As part of that concluding panel, Ezekiel J. Emanuel cautioned that no single one of the tools discussed during the entire workshop is a “magic bullet.” He described how many economists believe that proper provider incentives and payment design will fix the system; how some stakeholders speak of the panacea of health information technology (HIT); how health services researchers tout comparative effectiveness as a generator of data that will inform healthcare decision making and reshape the delivery of health care in this country; and finally, how others believe that educating consumers about the total costs of healthcare interventions and increasing cost sharing with patients will stimulate changes in behavior that will yield cost savings.
Emanuel posited that all of these elements simply constitute pieces of a toolbox that need to be engaged simultaneously and synergistically to create disruptive evolution in health care. The difficulty lies in engaging all of these tools effectively to produce incremental changes that eventually coalesce into enduring system-wide, synergistic innovations.
In this chapter’s first paper, Sir Michael Rawlins provides lessons for U.S. efforts drawn from his experiences leading the United Kingdom’s National Institute for Health and Clinical Excellence (NICE). He describes four particular challenges faced by NICE as it attempted to obtain value for patients, families, and UK society: (1) the need for direct comparative effectiveness studies between interventions, (2) the limitations in translating clinical trial results to real-world settings, (3) the difficulties in valuing treatments across clinical conditions, and (4) the incorporation of cost-effectiveness into value determinations. Although these challenges are global, he cautions that ultimately value assessments must consider the societal context, culture, and preferences of the country in which the decisions are made.

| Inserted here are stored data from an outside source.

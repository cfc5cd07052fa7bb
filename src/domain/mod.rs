//! Core domain types: identifiers, signals, events, orders, routes,
//! positions, and risk state.
//!
//! Everything here is venue- and provider-agnostic; adapters translate to
//! and from these types at the edges.

pub mod event;
pub mod id;
pub mod order;
pub mod position;
pub mod risk;
pub mod route;
pub mod signal;

pub use event::{ConnState, EventKind, LifecycleEvent, MarketEvent, TradeSide};
pub use id::{InstrumentId, OrderId, PositionId, SubscriberId, VenueId};
pub use order::{Order, OrderIntent, OrderStatus};
pub use position::{CloseReason, Position, PositionBook, PositionStatus};
pub use risk::RiskState;
pub use route::RouteCandidate;
pub use signal::{Signal, Urgency};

Christine K. Cassel continues with a consideration of likely future advances in medicine and a framework for understanding the value proposition in the context of these innovations, suggesting that the current environment might present a moment of disequilibrium that could catalyze reengineering of the healthcare system. Ezekiel J. Emanuel, Samuel R. Nussbaum, and John C. Rother discussed short- and long-term investment opportunities that would foster synergistic innovations and disruptive evolution toward increasing value in health care.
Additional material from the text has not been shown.